Dr. Stephen José Hanson
Professor of Psychology, executive member of the Cognitive Science Center, and director of Rutgers Brain Imagining Center (RUBIC) at Rutgers, The State University of New Jersey - Newark.
ETS News & Insights
Dr. Stephen José Hanson
Professor of Psychology, executive member of the Cognitive Science Center, and director of Rutgers Brain Imagining Center (RUBIC) at Rutgers, The State University of New Jersey - Newark.
Michael Nettles
Senior Vice President, Policy Evaluation & Research Center
July 29, 2020
The racial academic achievement gap is a persistent and pernicious educational and social challenge, which is complicated by racialized poverty. Despite over three decades of interventions and federal, state, and local policies and initiatives meant to close it, the gap in academic performance between different races or socioeconomic groups persists — staying with students from an early age to high school and beyond, affecting dropout rates, long‐term college graduation and lifetime earnings.
But what if we could help to bridge that gap simply by doing a better job of bringing different groups of students together?
In a new report, we analyzed 2010–2011 statewide standardized test score data for New Jersey, and found evidence that school district diversity can have a dramatic and progressive relationship with the racial achievement gap.
As the most racially diverse state, New Jersey was an ideal sample for our work as it has the potential to act as a microcosm of schools in the United States. It hosts a range of school district “ecologies,” including urban, suburban and rural school districts as well as those along the shore, inland or near large urban centers such as New York City or Philadelphia. The racial makeup of those districts varies from almost complete segregation (PDF) to high diversity, with significant ranges in terms of size and geographic location.
Using data science techniques rarely applied in the educational arena, we looked at standardized test score data for 600,000 students in 2,500 schools in approximately 500 districts and found that the racial achievement gap decreased when diversity increased. Notably, the achievement gap between Black and white third-grade students was more than 60% lower in racially diverse districts when compared to racially homogeneous districts. Consistent with other research on the effects of peer diversity on academic performance, this result implicates peer racial diversity as a possible pathway to reducing the achievement gap.
Our analysis also revealed powerful insights about the composition of the student populations of New Jersey’s school districts. Our cluster analysis of New Jersey school districts used standardized test scores in language arts and math, school district size and indicators of relative socioeconomic status (SES) and racial bias (how much above or below average the density of specific student populations is within a school district), to reveal eight common profiles.
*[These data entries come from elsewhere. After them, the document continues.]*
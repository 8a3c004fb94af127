//! Shared fixtures: an in-memory identity provider with a fake upstream
//! connector and predictable session keys.

#![allow(dead_code)]

use std::sync::{Arc, Mutex, OnceLock};

use async_trait::async_trait;
use axum::Router;
use axum::body::Body;
use axum::extract::Query;
use axum::http::{Request, Response, StatusCode, header};
use axum::response::IntoResponse;
use axum::routing::get;
use base64::Engine;
use base64::engine::general_purpose::STANDARD;
use http_body_util::BodyExt;
use serde::Deserialize;
use tower::ServiceExt;
use url::Url;

use tessera_auth::connector::GroupsConnector;
use tessera_auth::session::SequentialKeyGenerator;
use tessera_auth::token::SigningKeyPair;
use tessera_auth::{
    AuthConfig, AuthResult, AuthorizationFlow, Client, Connector, ConnectorContext,
    ConnectorRegistry, Identity, IdpState, KeyManager, KeySet, RemoteIdentity, SessionManager,
    TokenExchange, User, UserStorage, router,
};
use tessera_db_memory::MemoryStores;

pub const CLIENT_ID: &str = "XXX";
pub const CLIENT_SECRET: &str = "secrete";
pub const CLIENT_REDIRECT: &str = "http://client.example.com/callback";
pub const PEER_ID: &str = "peer";
pub const CLI_ID: &str = "cli";
pub const CLI_SECRET: &str = "cli-secret";

/// One key for the whole test binary.
pub fn signing_key() -> Arc<SigningKeyPair> {
    static KEY: OnceLock<Arc<SigningKeyPair>> = OnceLock::new();
    Arc::clone(KEY.get_or_init(|| Arc::new(SigningKeyPair::generate_rsa().unwrap())))
}

/// Fixed key set.
pub struct StaticKeys(pub Arc<KeySet>);

impl StaticKeys {
    pub fn new() -> Self {
        Self(Arc::new(KeySet {
            active: signing_key(),
            previous: Vec::new(),
            expires_at: time::OffsetDateTime::now_utc() + time::Duration::hours(1),
        }))
    }
}

impl KeyManager for StaticKeys {
    fn key_set(&self) -> Arc<KeySet> {
        Arc::clone(&self.0)
    }
}

/// Upstream stand-in: its login page is `https://upstream.example.com/<id>`
/// and its callback route logs in whoever is named in the query.
pub struct FakeConnector {
    pub id: String,
    pub trusted_email: bool,
    pub groups: Option<Vec<String>>,
    pub unhealthy: Option<String>,
    pub prompts: Mutex<Vec<Option<String>>>,
}

impl FakeConnector {
    pub fn new(id: &str) -> Self {
        Self {
            id: id.to_string(),
            trusted_email: false,
            groups: None,
            unhealthy: None,
            prompts: Mutex::new(Vec::new()),
        }
    }

    pub fn trusted(mut self) -> Self {
        self.trusted_email = true;
        self
    }

    pub fn with_groups(mut self, groups: &[&str]) -> Self {
        self.groups = Some(groups.iter().map(|g| g.to_string()).collect());
        self
    }

    pub fn unhealthy(mut self, reason: &str) -> Self {
        self.unhealthy = Some(reason.to_string());
        self
    }
}

#[derive(Deserialize)]
struct CallbackQuery {
    state: String,
    user: String,
    email: Option<String>,
}

#[async_trait]
impl Connector for FakeConnector {
    fn id(&self) -> &str {
        &self.id
    }

    async fn login_url(&self, session_key: &str, prompt: Option<&str>) -> AuthResult<Url> {
        self.prompts
            .lock()
            .unwrap()
            .push(prompt.map(str::to_string));
        let mut url = Url::parse(&format!("https://upstream.example.com/{}", self.id)).unwrap();
        url.query_pairs_mut().append_pair("state", session_key);
        Ok(url)
    }

    fn routes(&self, ctx: ConnectorContext) -> Option<Router> {
        let handler = move |Query(q): Query<CallbackQuery>| {
            let ctx = ctx.clone();
            async move {
                let mut identity = Identity::new(q.user);
                if let Some(email) = q.email {
                    identity = identity.with_email(email);
                }
                match ctx.login.login(identity, &q.state).await {
                    Ok(location) => {
                        (StatusCode::FOUND, [(header::LOCATION, location)]).into_response()
                    }
                    Err(e) => (StatusCode::BAD_REQUEST, e.to_string()).into_response(),
                }
            }
        };
        Some(Router::new().route("/callback", get(handler)))
    }

    fn trusted_email_provider(&self) -> bool {
        self.trusted_email
    }

    async fn healthy(&self) -> AuthResult<()> {
        match &self.unhealthy {
            Some(reason) => Err(tessera_auth::AuthError::connector(&self.id, reason)),
            None => Ok(()),
        }
    }

    fn groups(&self) -> Option<&dyn GroupsConnector> {
        self.groups.as_ref().map(|_| self as &dyn GroupsConnector)
    }
}

#[async_trait]
impl GroupsConnector for FakeConnector {
    async fn groups(&self, _remote_user_id: &str) -> AuthResult<Vec<String>> {
        Ok(self.groups.clone().unwrap_or_default())
    }
}

pub struct Harness {
    pub app: Router,
    pub stores: MemoryStores,
    pub sessions: Arc<SessionManager>,
    pub flow: Arc<AuthorizationFlow>,
    pub keys: Arc<dyn KeyManager>,
    pub connectors: Vec<Arc<FakeConnector>>,
    pub issuer: String,
}

pub struct HarnessBuilder {
    issuer: String,
    connectors: Vec<FakeConnector>,
    config: AuthConfig,
    keys: Option<Arc<dyn KeyManager>>,
}

impl HarnessBuilder {
    pub fn connector(mut self, connector: FakeConnector) -> Self {
        self.connectors.push(connector);
        self
    }

    pub fn config(mut self, f: impl FnOnce(&mut AuthConfig)) -> Self {
        f(&mut self.config);
        self
    }

    pub fn keys(mut self, keys: Arc<dyn KeyManager>) -> Self {
        self.keys = Some(keys);
        self
    }

    pub async fn build(self) -> Harness {
        let stores = MemoryStores::new();
        stores
            .clients
            .seed([
                Client::new(CLIENT_ID, CLIENT_SECRET)
                    .with_redirect_url(Url::parse(CLIENT_REDIRECT).unwrap()),
                Client::new(PEER_ID, "peer-secret")
                    .with_redirect_url(Url::parse("http://peer.example.com/callback").unwrap())
                    .with_trusted_peer(CLIENT_ID),
                Client::new(CLI_ID, CLI_SECRET)
                    .into_public()
                    .with_redirect_url(Url::parse("urn:ietf:wg:oauth:2.0:oob").unwrap())
                    .with_redirect_url(Url::parse("http://localhost:8000").unwrap()),
            ])
            .unwrap();

        stores
            .users
            .create(
                &User::new("elroy-id")
                    .with_email("elroy@example.com", true)
                    .with_display_name("Elroy"),
            )
            .await
            .unwrap();
        stores
            .users
            .add_remote_identity("elroy-id", &RemoteIdentity::new("fake", "elroy-remote"))
            .await
            .unwrap();

        let mut registry = ConnectorRegistry::new(self.config.local_connector_id.clone());
        let connectors = if self.connectors.is_empty() {
            vec![FakeConnector::new("local"), FakeConnector::new("fake")]
        } else {
            self.connectors
        };
        let fakes: Vec<Arc<FakeConnector>> = connectors.into_iter().map(Arc::new).collect();
        for connector in &fakes {
            registry.register(Arc::clone(connector) as Arc<dyn Connector>).unwrap();
        }
        let registry = Arc::new(registry);

        let sessions = Arc::new(
            SessionManager::new(
                stores.sessions.clone(),
                stores.session_keys.clone(),
                self.config.session.session_lifetime,
                self.config.session.session_key_lifetime,
            )
            .with_generator(Arc::new(SequentialKeyGenerator::new())),
        );
        let issuer_url = Url::parse(&self.issuer).unwrap();
        let keys = self.keys.unwrap_or_else(|| Arc::new(StaticKeys::new()));

        let flow = Arc::new(AuthorizationFlow::new(
            stores.clients.clone(),
            stores.users.clone(),
            Arc::clone(&sessions),
            Arc::clone(&registry),
            issuer_url.clone(),
        ));
        let exchange = Arc::new(TokenExchange::new(
            stores.clients.clone(),
            stores.users.clone(),
            Arc::clone(&sessions),
            stores.refresh_tokens.clone(),
            Arc::clone(&keys),
            self.issuer.clone(),
            self.config.oauth.clone(),
        ));

        let app = router(IdpState {
            flow: Arc::clone(&flow),
            exchange,
            keys: Arc::clone(&keys),
            connectors: registry,
            issuer: issuer_url,
        });

        Harness {
            app,
            stores,
            sessions,
            flow,
            keys,
            connectors: fakes,
            issuer: self.issuer,
        }
    }
}

pub fn harness(issuer: &str) -> HarnessBuilder {
    HarnessBuilder {
        issuer: issuer.to_string(),
        connectors: Vec::new(),
        config: AuthConfig::default(),
        keys: None,
    }
}

pub async fn default_harness() -> Harness {
    harness("http://server.example.com").build().await
}

impl Harness {
    pub fn connector(&self, id: &str) -> &FakeConnector {
        self.connectors.iter().find(|c| c.id == id).unwrap()
    }

    pub async fn send(&self, request: Request<Body>) -> Response<Body> {
        self.app.clone().oneshot(request).await.unwrap()
    }

    pub async fn get(&self, uri: &str) -> Response<Body> {
        self.send(Request::get(uri).body(Body::empty()).unwrap())
            .await
    }

    /// `POST /token` with Basic credentials.
    pub async fn token(&self, path: &str, credentials: Option<(&str, &str)>, form: &str) -> Response<Body> {
        let mut request = Request::post(path)
            .header(header::CONTENT_TYPE, "application/x-www-form-urlencoded");
        if let Some((id, secret)) = credentials {
            request = request.header(header::AUTHORIZATION, basic(id, secret));
        }
        self.send(request.body(Body::from(form.to_string())).unwrap())
            .await
    }

    /// Runs `/auth` and the fake connector's callback for `user`, returning
    /// the final redirect location.
    pub async fn login(&self, auth_query: &str, connector: &str, user: &str) -> String {
        let response = self.get(&format!("/auth?{auth_query}")).await;
        assert_eq!(response.status(), StatusCode::FOUND, "auth endpoint");
        let login_url = Url::parse(&location(&response)).unwrap();
        let key = query_param(&login_url, "state").unwrap();

        let response = self
            .get(&format!("/auth/{connector}/callback?state={key}&user={user}"))
            .await;
        assert_eq!(response.status(), StatusCode::FOUND, "connector callback");
        location(&response)
    }
}

/// `Authorization` header value for HTTP Basic credentials.
pub fn basic(id: &str, secret: &str) -> String {
    format!("Basic {}", STANDARD.encode(format!("{id}:{secret}")))
}

pub fn location(response: &Response<Body>) -> String {
    response
        .headers()
        .get(header::LOCATION)
        .expect("Location header")
        .to_str()
        .unwrap()
        .to_string()
}

pub fn query_param(url: &Url, name: &str) -> Option<String> {
    url.query_pairs()
        .find(|(k, _)| k == name)
        .map(|(_, v)| v.into_owned())
}

pub async fn body_json(response: Response<Body>) -> serde_json::Value {
    let bytes = response.into_body().collect().await.unwrap().to_bytes();
    serde_json::from_slice(&bytes).unwrap()
}

pub async fn body_text(response: Response<Body>) -> String {
    let bytes = response.into_body().collect().await.unwrap().to_bytes();
    String::from_utf8(bytes.to_vec()).unwrap()
}
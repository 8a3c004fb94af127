//! User lookup trait used to map remote identities to local accounts.

use async_trait::async_trait;

use crate::AuthResult;
use crate::types::{RemoteIdentity, User};

#[async_trait]
pub trait UserStorage: Send + Sync {
    /// Finds a user by ID.
    ///
    /// # Errors
    ///
    /// Returns an error if the backend fails.
    async fn find_by_id(&self, user_id: &str) -> AuthResult<Option<User>>;

    /// Finds the user linked to a remote identity.
    ///
    /// # Errors
    ///
    /// Returns an error if the backend fails.
    async fn find_by_remote_identity(&self, identity: &RemoteIdentity) -> AuthResult<Option<User>>;

    /// Finds a user by email address.
    ///
    /// # Errors
    ///
    /// Returns an error if the backend fails.
    async fn find_by_email(&self, email: &str) -> AuthResult<Option<User>>;

    /// Links a remote identity to an existing user.
    ///
    /// # Errors
    ///
    /// Returns `AuthError::NotFound` if the user does not exist, or an
    /// error if the identity is already linked to another user.
    async fn add_remote_identity(&self, user_id: &str, identity: &RemoteIdentity)
    -> AuthResult<()>;

    /// Stores a new user.
    ///
    /// # Errors
    ///
    /// Returns an error if the ID or email is taken.
    async fn create(&self, user: &User) -> AuthResult<()>;
}
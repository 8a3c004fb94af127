//! Scope parsing and validation.
//!
//! Recognized scopes are `openid`, `profile`, `email`, `groups` and
//! `offline_access`. A token prefixed with [`CROSS_CLIENT_PREFIX`] asks for
//! an ID token whose audience includes the named client; the named client
//! must list the requester among its trusted peers, unless the requester
//! names itself.

use std::collections::HashSet;

use crate::storage::ClientStorage;
use crate::{AuthError, AuthResult};

pub const SCOPE_OPENID: &str = "openid";
pub const SCOPE_PROFILE: &str = "profile";
pub const SCOPE_EMAIL: &str = "email";
pub const SCOPE_GROUPS: &str = "groups";
pub const SCOPE_OFFLINE_ACCESS: &str = "offline_access";

/// Prefix of cross-client authorization scopes.
pub const CROSS_CLIENT_PREFIX: &str = "audience:server:client_id:";

const RECOGNIZED: [&str; 5] = [
    SCOPE_OPENID,
    SCOPE_PROFILE,
    SCOPE_EMAIL,
    SCOPE_GROUPS,
    SCOPE_OFFLINE_ACCESS,
];

/// Space-separated scope list, order preserved.
#[derive(Debug, Clone, Default, PartialEq, Eq)]
pub struct Scopes(Vec<String>);

impl Scopes {
    /// Splits a `scope` parameter on whitespace.
    #[must_use]
    pub fn parse(raw: &str) -> Self {
        Self(raw.split_whitespace().map(str::to_string).collect())
    }

    #[must_use]
    pub fn contains(&self, scope: &str) -> bool {
        self.0.iter().any(|s| s == scope)
    }

    #[must_use]
    pub fn has_openid(&self) -> bool {
        self.contains(SCOPE_OPENID)
    }

    /// Client IDs named by cross-client scopes.
    pub fn cross_client_ids(&self) -> impl Iterator<Item = &str> {
        cross_client_ids(&self.0)
    }

    #[must_use]
    pub fn as_slice(&self) -> &[String] {
        &self.0
    }

    #[must_use]
    pub fn into_vec(self) -> Vec<String> {
        self.0
    }

    #[must_use]
    pub fn is_empty(&self) -> bool {
        self.0.is_empty()
    }
}

impl From<Vec<String>> for Scopes {
    fn from(scopes: Vec<String>) -> Self {
        Self(scopes)
    }
}

impl std::fmt::Display for Scopes {
    fn fmt(&self, f: &mut std::fmt::Formatter<'_>) -> std::fmt::Result {
        write!(f, "{}", self.0.join(" "))
    }
}

/// Client IDs named by cross-client scopes in `scopes`.
pub fn cross_client_ids(scopes: &[String]) -> impl Iterator<Item = &str> {
    scopes
        .iter()
        .filter_map(|s| s.strip_prefix(CROSS_CLIENT_PREFIX))
}

/// Validates the scopes `client_id` asked for.
///
/// # Errors
///
/// Returns `AuthError::InvalidScope` if `openid` is missing, a scope is
/// repeated or unknown, a cross-client scope names no client, or the named
/// client does not trust the requester.
pub async fn validate_scopes(
    client_id: &str,
    scopes: &Scopes,
    clients: &dyn ClientStorage,
) -> AuthResult<()> {
    let mut seen = HashSet::new();
    for scope in scopes.as_slice() {
        if !seen.insert(scope.as_str()) {
            return Err(AuthError::invalid_scope(format!("duplicate scope {scope}")));
        }

        if let Some(peer_id) = scope.strip_prefix(CROSS_CLIENT_PREFIX) {
            check_cross_client(client_id, peer_id, clients).await?;
        } else if !RECOGNIZED.contains(&scope.as_str()) {
            return Err(AuthError::invalid_scope(format!("unrecognized scope {scope}")));
        }
    }

    if !scopes.has_openid() {
        return Err(AuthError::invalid_scope("missing required scope openid"));
    }

    Ok(())
}

async fn check_cross_client(
    client_id: &str,
    peer_id: &str,
    clients: &dyn ClientStorage,
) -> AuthResult<()> {
    if peer_id.is_empty() {
        return Err(AuthError::invalid_scope("cross-client scope names no client"));
    }
    if peer_id == client_id {
        return Ok(());
    }

    let peer = clients
        .find_by_id(peer_id)
        .await?
        .ok_or_else(|| AuthError::invalid_scope(format!("unknown client {peer_id}")))?;

    if peer.trusts(client_id) {
        Ok(())
    } else {
        tracing::debug!(client_id, peer_id, "cross-client scope not trusted");
        Err(AuthError::invalid_scope(format!(
            "client {peer_id} does not trust {client_id}"
        )))
    }
}

#[cfg(test)]
mod tests {
    use super::*;
    use crate::types::Client;
    use async_trait::async_trait;
    use std::collections::HashMap;

    struct Clients(HashMap<String, Client>);

    #[async_trait]
    impl ClientStorage for Clients {
        async fn find_by_id(&self, client_id: &str) -> AuthResult<Option<Client>> {
            Ok(self.0.get(client_id).cloned())
        }
    }

    fn clients() -> Clients {
        let a = Client::new("client_a", "a");
        let b = Client::new("client_b", "b").with_trusted_peer("client_a");
        let c = Client::new("client_c", "c").with_trusted_peer("client_a");
        Clients(
            [a, b, c]
                .into_iter()
                .map(|client| (client.id.clone(), client))
                .collect(),
        )
    }

    async fn check(client_id: &str, raw: &str) -> AuthResult<()> {
        validate_scopes(client_id, &Scopes::parse(raw), &clients()).await
    }

    fn cross(id: &str) -> String {
        format!("{CROSS_CLIENT_PREFIX}{id}")
    }

    #[tokio::test]
    async fn test_cross_client_scopes() {
        // Untrusted requester.
        assert!(check("XXX", &format!("openid {}", cross("client_a"))).await.is_err());
        // Naming oneself is allowed.
        assert!(check("client_a", &format!("openid {}", cross("client_a"))).await.is_ok());
        // client_b trusts client_a.
        assert!(check("client_a", &format!("openid {}", cross("client_b"))).await.is_ok());
        // Same target twice.
        let dup = format!("openid {} {}", cross("client_b"), cross("client_b"));
        assert!(matches!(check("client_a", &dup).await, Err(AuthError::InvalidScope { .. })));
        // Several distinct targets.
        let many = format!(
            "openid {} {} {}",
            cross("client_a"),
            cross("client_b"),
            cross("client_c")
        );
        assert!(check("client_a", &many).await.is_ok());
        // Cross-client alone is not enough.
        assert!(check("client_a", &cross("client_b")).await.is_err());
    }

    #[tokio::test]
    async fn test_recognized_scopes() {
        assert!(check("client_a", "openid profile email groups offline_access").await.is_ok());
        assert!(check("client_a", "openid admin").await.is_err());
        assert!(check("client_a", "openid openid").await.is_err());
        assert!(check("client_a", "profile").await.is_err());
        assert!(check("client_a", "").await.is_err());
    }

    #[tokio::test]
    async fn test_unknown_peer() {
        assert!(check("client_a", &format!("openid {}", cross("ghost"))).await.is_err());
        assert!(check("client_a", &format!("openid {CROSS_CLIENT_PREFIX}")).await.is_err());
    }

    #[test]
    fn test_parse_and_cross_client_ids() {
        let scopes = Scopes::parse(&format!("openid  {}\temail", cross("b")));
        assert_eq!(scopes.as_slice().len(), 3);
        assert!(scopes.has_openid());
        assert_eq!(scopes.cross_client_ids().collect::<Vec<_>>(), vec!["b"]);
        assert_eq!(scopes.to_string(), format!("openid {} email", cross("b")));
    }
}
Three of the eight clusters collectively represented the school districts in New Jersey, which serve students with both above average SES and standardized test scores. Only one of the higher performing clusters had a statistically diverse student population. The remaining five clusters had below average standardized scores with varying degrees of below average SES. School districts with very low student standardized test scores can be identified in clusters with higher levels of segregation.
This modeling shows promise for more sweeping change, as it could be generalized and applied in other states. The strategic adoption of the cluster model could allow for the efficient and effective use of resources and aid in reducing the achievement gap over the majority of school districts. For example, school districts might benefit from sharing, reflecting on, and learning from patterns at the intersection of student achievement and school district structure. Superintendents and district and school administrators could use cluster group identity and classification to share best practices and successful programs with common issues and needs. Savings might result as district similarities can be used to more efficiently apply remedies and facilitate the release of resources that at a geographic level may be less effective. Actions can be tested and then applied differentially to the various cluster groups with positive response, thus increasing the efficiency of focused experimentation across school district clusters.
As we move forward, it is imperative that we use this data to move the needle on equity in education in an area that has long eluded both education leaders and policymakers. Reductions in the achievement gap could correlate with more positive outcomes throughout the course of students’ educational and professional journeys. With progress here, the impact on society will be both significant and essential. By bringing different groups of students together, it is possible that we can take real steps to close the gap that has historically pushed them further apart.
Dr. Stephen José Hanson is a full professor of Psychology, executive member of the Cognitive Science Center, and director of Rutgers Brain Imagining Center (RUBIC) at Rutgers, The State University of New Jersey – Newark. He led this study with ETS staff in the organization’s Policy Evaluation Research Center.
Michael Nettles is senior vice president and the Edmund W. Gordon Chair for Policy Evaluation & Research at ETS. He is a co-author of this study.